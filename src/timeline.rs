//! Keyframe timelines and the single-slot editing state machine.
//!
//! A timeline is an ordered list of complete per-zone color snapshots plus
//! playback speed and a brightness ceiling. [`TimelineEditor`] holds the one
//! timeline a user may edit at a time per device category; it never touches
//! persistence itself — promotion to a named preset goes through
//! `preset::PresetStore`.

use serde::{Deserialize, Serialize};
use tracing::{debug, trace};

use crate::color::Rgb;
use crate::error::{LightError, Result};
use crate::layout::{self, Layout};

/// Slowest-to-fastest playback speed scale.
pub const SPEED_MAX: u8 = 20;
/// Speed for freshly created timelines.
pub const DEFAULT_SPEED: u8 = 10;
/// Brightness for freshly created timelines.
pub const DEFAULT_BRIGHTNESS: u8 = 100;

/// A complete snapshot of colors for every zone at one point in an
/// animation. Never sparse: the length always equals the owning device's
/// zone count.
#[derive(Debug, Clone, PartialEq, Eq, Serialize, Deserialize)]
#[serde(transparent)]
pub struct Keyframe(pub Vec<Rgb>);

impl Keyframe {
    /// An all-black frame for a device with `zone_count` zones.
    pub fn black(zone_count: usize) -> Self {
        Self(vec![Rgb::BLACK; zone_count])
    }

    pub fn zone_count(&self) -> usize {
        self.0.len()
    }

    pub fn zones(&self) -> &[Rgb] {
        &self.0
    }
}

/// A looping multi-zone animation: keyframes plus speed and brightness.
#[derive(Debug, Clone, PartialEq, Eq, Serialize, Deserialize)]
pub struct CustomRgbConfig {
    /// Playback speed, 0 (slowest) to 20 (fastest).
    pub speed: u8,
    /// Output brightness ceiling in percent, applied after interpolation.
    pub brightness: u8,
    /// At least one keyframe, at most the device category's cap.
    pub keyframes: Vec<Keyframe>,
}

impl CustomRgbConfig {
    /// The default editing starting point: one all-black keyframe.
    pub fn fresh(zone_count: usize) -> Self {
        Self {
            speed: DEFAULT_SPEED,
            brightness: DEFAULT_BRIGHTNESS,
            keyframes: vec![Keyframe::black(zone_count)],
        }
    }

    pub fn keyframe_count(&self) -> usize {
        self.keyframes.len()
    }

    /// A single-frame timeline reusing this one's speed and brightness,
    /// used to preview one frame in isolation.
    pub fn frame_slice(&self, index: usize) -> Result<Self> {
        let frame = self
            .keyframes
            .get(index)
            .ok_or(LightError::InvalidFrame {
                index,
                count: self.keyframes.len(),
            })?
            .clone();
        Ok(Self {
            speed: self.speed,
            brightness: self.brightness,
            keyframes: vec![frame],
        })
    }
}

/// The single in-memory "currently editing" timeline for one device
/// category.
///
/// Capacity-bounded operations (`add_keyframe`, `delete_keyframe`,
/// `rotate_copy`) report refusal as `false` rather than an error: the cap
/// and the single-frame floor are expected conditions the UI disables
/// controls for. Index violations are errors — they indicate a bug in the
/// caller.
#[derive(Debug)]
pub struct TimelineEditor {
    zone_count: usize,
    max_keyframes: usize,
    session: Option<EditSession>,
}

#[derive(Debug)]
struct EditSession {
    config: CustomRgbConfig,
    /// Preset name this session was cloned from, if any. Saving under a
    /// different name is a rename.
    origin: Option<String>,
}

impl TimelineEditor {
    pub fn new(zone_count: usize, max_keyframes: usize) -> Self {
        Self {
            zone_count,
            max_keyframes,
            session: None,
        }
    }

    /// Begin editing a fresh default timeline.
    pub fn start_fresh(&mut self) {
        debug!(zones = self.zone_count, "Starting fresh timeline edit");
        self.session = Some(EditSession {
            config: CustomRgbConfig::fresh(self.zone_count),
            origin: None,
        });
    }

    /// Begin editing a deep copy of an existing preset.
    ///
    /// The editing slot owns an independent clone; mutations never alias
    /// the stored preset.
    pub fn start_from(&mut self, name: &str, preset: &CustomRgbConfig) {
        debug!(preset = %name, "Starting timeline edit from preset");
        self.session = Some(EditSession {
            config: preset.clone(),
            origin: Some(name.to_string()),
        });
    }

    pub fn is_editing(&self) -> bool {
        self.session.is_some()
    }

    /// The timeline currently being edited.
    pub fn current(&self) -> Option<&CustomRgbConfig> {
        self.session.as_ref().map(|s| &s.config)
    }

    /// Name of the preset this session started from.
    pub fn origin(&self) -> Option<&str> {
        self.session.as_ref().and_then(|s| s.origin.as_deref())
    }

    /// Replace one zone's color in one keyframe.
    pub fn update_zone_color(&mut self, frame: usize, zone: usize, color: Rgb) -> Result<()> {
        let session = self.session.as_mut().ok_or(LightError::NotEditing)?;
        let count = session.config.keyframes.len();
        let keyframe = session
            .config
            .keyframes
            .get_mut(frame)
            .ok_or(LightError::InvalidFrame { index: frame, count })?;
        let slot = keyframe.0.get_mut(zone).ok_or(LightError::InvalidZone {
            index: zone,
            count: self.zone_count,
        })?;
        trace!(frame, zone, %color, "Updating zone color");
        *slot = color;
        Ok(())
    }

    /// Append a keyframe: a copy of `copy_from` when given and valid,
    /// otherwise all-black. Returns `false` once the cap is reached.
    pub fn add_keyframe(&mut self, copy_from: Option<usize>) -> bool {
        let Some(session) = self.session.as_mut() else {
            return false;
        };
        if session.config.keyframes.len() >= self.max_keyframes {
            debug!(cap = self.max_keyframes, "Keyframe cap reached, add refused");
            return false;
        }
        let frame = copy_from
            .and_then(|i| session.config.keyframes.get(i).cloned())
            .unwrap_or_else(|| Keyframe::black(self.zone_count));
        session.config.keyframes.push(frame);
        true
    }

    /// Remove one keyframe. Returns `false` when only one keyframe remains
    /// (the timeline must never become empty) or the index is out of range.
    pub fn delete_keyframe(&mut self, frame: usize) -> bool {
        let Some(session) = self.session.as_mut() else {
            return false;
        };
        if session.config.keyframes.len() <= 1 {
            debug!("Single-keyframe floor reached, delete refused");
            return false;
        }
        if frame >= session.config.keyframes.len() {
            return false;
        }
        session.config.keyframes.remove(frame);
        true
    }

    /// Rotate a frame one step around its rings and append the result as a
    /// new keyframe. Copy-and-transform: the source frame is untouched.
    ///
    /// `Ok(false)` means the keyframe cap refused the append.
    pub fn rotate_copy(&mut self, frame: usize, clockwise: bool, layout: &Layout) -> Result<bool> {
        let session = self.session.as_ref().ok_or(LightError::NotEditing)?;
        let count = session.config.keyframes.len();
        let source = session
            .config
            .keyframes
            .get(frame)
            .ok_or(LightError::InvalidFrame { index: frame, count })?;
        let rotated = Keyframe(layout::rotate(source.zones(), clockwise, layout)?);

        let session = self.session.as_mut().expect("session checked above");
        if session.config.keyframes.len() >= self.max_keyframes {
            debug!(cap = self.max_keyframes, "Keyframe cap reached, rotate-copy refused");
            return Ok(false);
        }
        session.config.keyframes.push(rotated);
        Ok(true)
    }

    pub fn update_speed(&mut self, speed: u8) -> Result<()> {
        if speed > SPEED_MAX {
            return Err(LightError::InvalidSpeed { value: speed });
        }
        let session = self.session.as_mut().ok_or(LightError::NotEditing)?;
        session.config.speed = speed;
        Ok(())
    }

    pub fn update_brightness(&mut self, brightness: u8) -> Result<()> {
        if brightness > 100 {
            return Err(LightError::InvalidPercent {
                field: "brightness",
                value: f32::from(brightness),
            });
        }
        let session = self.session.as_mut().ok_or(LightError::NotEditing)?;
        session.config.brightness = brightness;
        Ok(())
    }

    /// Discard the editing slot without persisting.
    pub fn cancel(&mut self) {
        if self.session.take().is_some() {
            debug!("Timeline edit cancelled");
        }
    }

    /// End the session, yielding the edited timeline and its origin name.
    pub fn take(&mut self) -> Option<(CustomRgbConfig, Option<String>)> {
        self.session.take().map(|s| (s.config, s.origin))
    }
}

#[cfg(test)]
mod tests {
    use super::*;
    use crate::layout::{layout_for, DeviceKind};

    fn editor() -> TimelineEditor {
        TimelineEditor::new(8, 8)
    }

    #[test]
    fn test_fresh_timeline_defaults() {
        let mut ed = editor();
        ed.start_fresh();
        let config = ed.current().unwrap();
        assert_eq!(config.speed, DEFAULT_SPEED);
        assert_eq!(config.brightness, DEFAULT_BRIGHTNESS);
        assert_eq!(config.keyframe_count(), 1);
        assert_eq!(config.keyframes[0], Keyframe::black(8));
    }

    #[test]
    fn test_start_from_is_a_deep_copy() {
        let mut ed = editor();
        let preset = CustomRgbConfig::fresh(8);
        ed.start_from("wave", &preset);
        ed.update_zone_color(0, 0, Rgb(255, 0, 0)).unwrap();
        // The source preset is unchanged.
        assert_eq!(preset.keyframes[0].zones()[0], Rgb::BLACK);
        assert_eq!(ed.origin(), Some("wave"));
    }

    #[test]
    fn test_update_zone_color_bounds() {
        let mut ed = editor();
        ed.start_fresh();
        assert!(matches!(
            ed.update_zone_color(3, 0, Rgb::WHITE),
            Err(LightError::InvalidFrame { index: 3, count: 1 })
        ));
        assert!(matches!(
            ed.update_zone_color(0, 9, Rgb::WHITE),
            Err(LightError::InvalidZone { index: 9, count: 8 })
        ));
    }

    #[test]
    fn test_not_editing_is_an_error() {
        let mut ed = editor();
        assert!(matches!(
            ed.update_zone_color(0, 0, Rgb::WHITE),
            Err(LightError::NotEditing)
        ));
        assert!(!ed.add_keyframe(None));
    }

    #[test]
    fn test_add_keyframe_copies_and_caps() {
        let mut ed = TimelineEditor::new(4, 3);
        ed.start_fresh();
        ed.update_zone_color(0, 1, Rgb(0, 255, 0)).unwrap();

        assert!(ed.add_keyframe(Some(0)));
        assert_eq!(ed.current().unwrap().keyframes[1].zones()[1], Rgb(0, 255, 0));

        // Invalid copy source degrades to a black frame.
        assert!(ed.add_keyframe(Some(42)));
        assert_eq!(ed.current().unwrap().keyframes[2], Keyframe::black(4));

        // Cap reached: refused, length unchanged.
        assert!(!ed.add_keyframe(None));
        assert_eq!(ed.current().unwrap().keyframe_count(), 3);
    }

    #[test]
    fn test_delete_keyframe_floor() {
        let mut ed = editor();
        ed.start_fresh();
        assert!(!ed.delete_keyframe(0));
        ed.add_keyframe(None);
        assert!(ed.delete_keyframe(1));
        assert_eq!(ed.current().unwrap().keyframe_count(), 1);
        assert!(!ed.delete_keyframe(0));
    }

    #[test]
    fn test_delete_out_of_range_is_refused() {
        let mut ed = editor();
        ed.start_fresh();
        ed.add_keyframe(None);
        assert!(!ed.delete_keyframe(5));
        assert_eq!(ed.current().unwrap().keyframe_count(), 2);
    }

    #[test]
    fn test_rotate_copy_appends_transformed_frame() {
        let layout = layout_for(DeviceKind::LegionGo);
        let mut ed = editor();
        ed.start_fresh();
        ed.update_zone_color(0, 0, Rgb(255, 0, 0)).unwrap();

        assert!(ed.rotate_copy(0, true, layout).unwrap());
        let config = ed.current().unwrap();
        assert_eq!(config.keyframe_count(), 2);
        // Source frame untouched, copy rotated one step clockwise.
        assert_eq!(config.keyframes[0].zones()[0], Rgb(255, 0, 0));
        assert_eq!(config.keyframes[1].zones()[0], Rgb::BLACK);
        assert_eq!(config.keyframes[1].zones()[1], Rgb(255, 0, 0));
    }

    #[test]
    fn test_rotate_copy_respects_cap() {
        let layout = layout_for(DeviceKind::LegionGo);
        let mut ed = TimelineEditor::new(8, 1);
        ed.start_fresh();
        assert!(!ed.rotate_copy(0, true, layout).unwrap());
        assert_eq!(ed.current().unwrap().keyframe_count(), 1);
    }

    #[test]
    fn test_speed_and_brightness_validation() {
        let mut ed = editor();
        ed.start_fresh();
        ed.update_speed(20).unwrap();
        assert!(matches!(
            ed.update_speed(21),
            Err(LightError::InvalidSpeed { value: 21 })
        ));
        ed.update_brightness(0).unwrap();
        assert!(ed.update_brightness(101).is_err());
    }

    #[test]
    fn test_cancel_discards() {
        let mut ed = editor();
        ed.start_fresh();
        ed.cancel();
        assert!(!ed.is_editing());
        assert!(ed.take().is_none());
    }

    #[test]
    fn test_frame_slice_reuses_speed_and_brightness() {
        let mut config = CustomRgbConfig::fresh(4);
        config.speed = 5;
        config.brightness = 40;
        config.keyframes.push(Keyframe(vec![Rgb(1, 2, 3); 4]));

        let slice = config.frame_slice(1).unwrap();
        assert_eq!(slice.speed, 5);
        assert_eq!(slice.brightness, 40);
        assert_eq!(slice.keyframe_count(), 1);
        assert_eq!(slice.keyframes[0].zones()[0], Rgb(1, 2, 3));

        assert!(config.frame_slice(2).is_err());
    }
}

---

__Brief__
All lines that hold the word "untouched" should be copied from the data.

__Result__
    /// new keyframe. Copy-and-transform: the source frame is untouched.
        // Source frame untouched, copy rotated one step clockwise.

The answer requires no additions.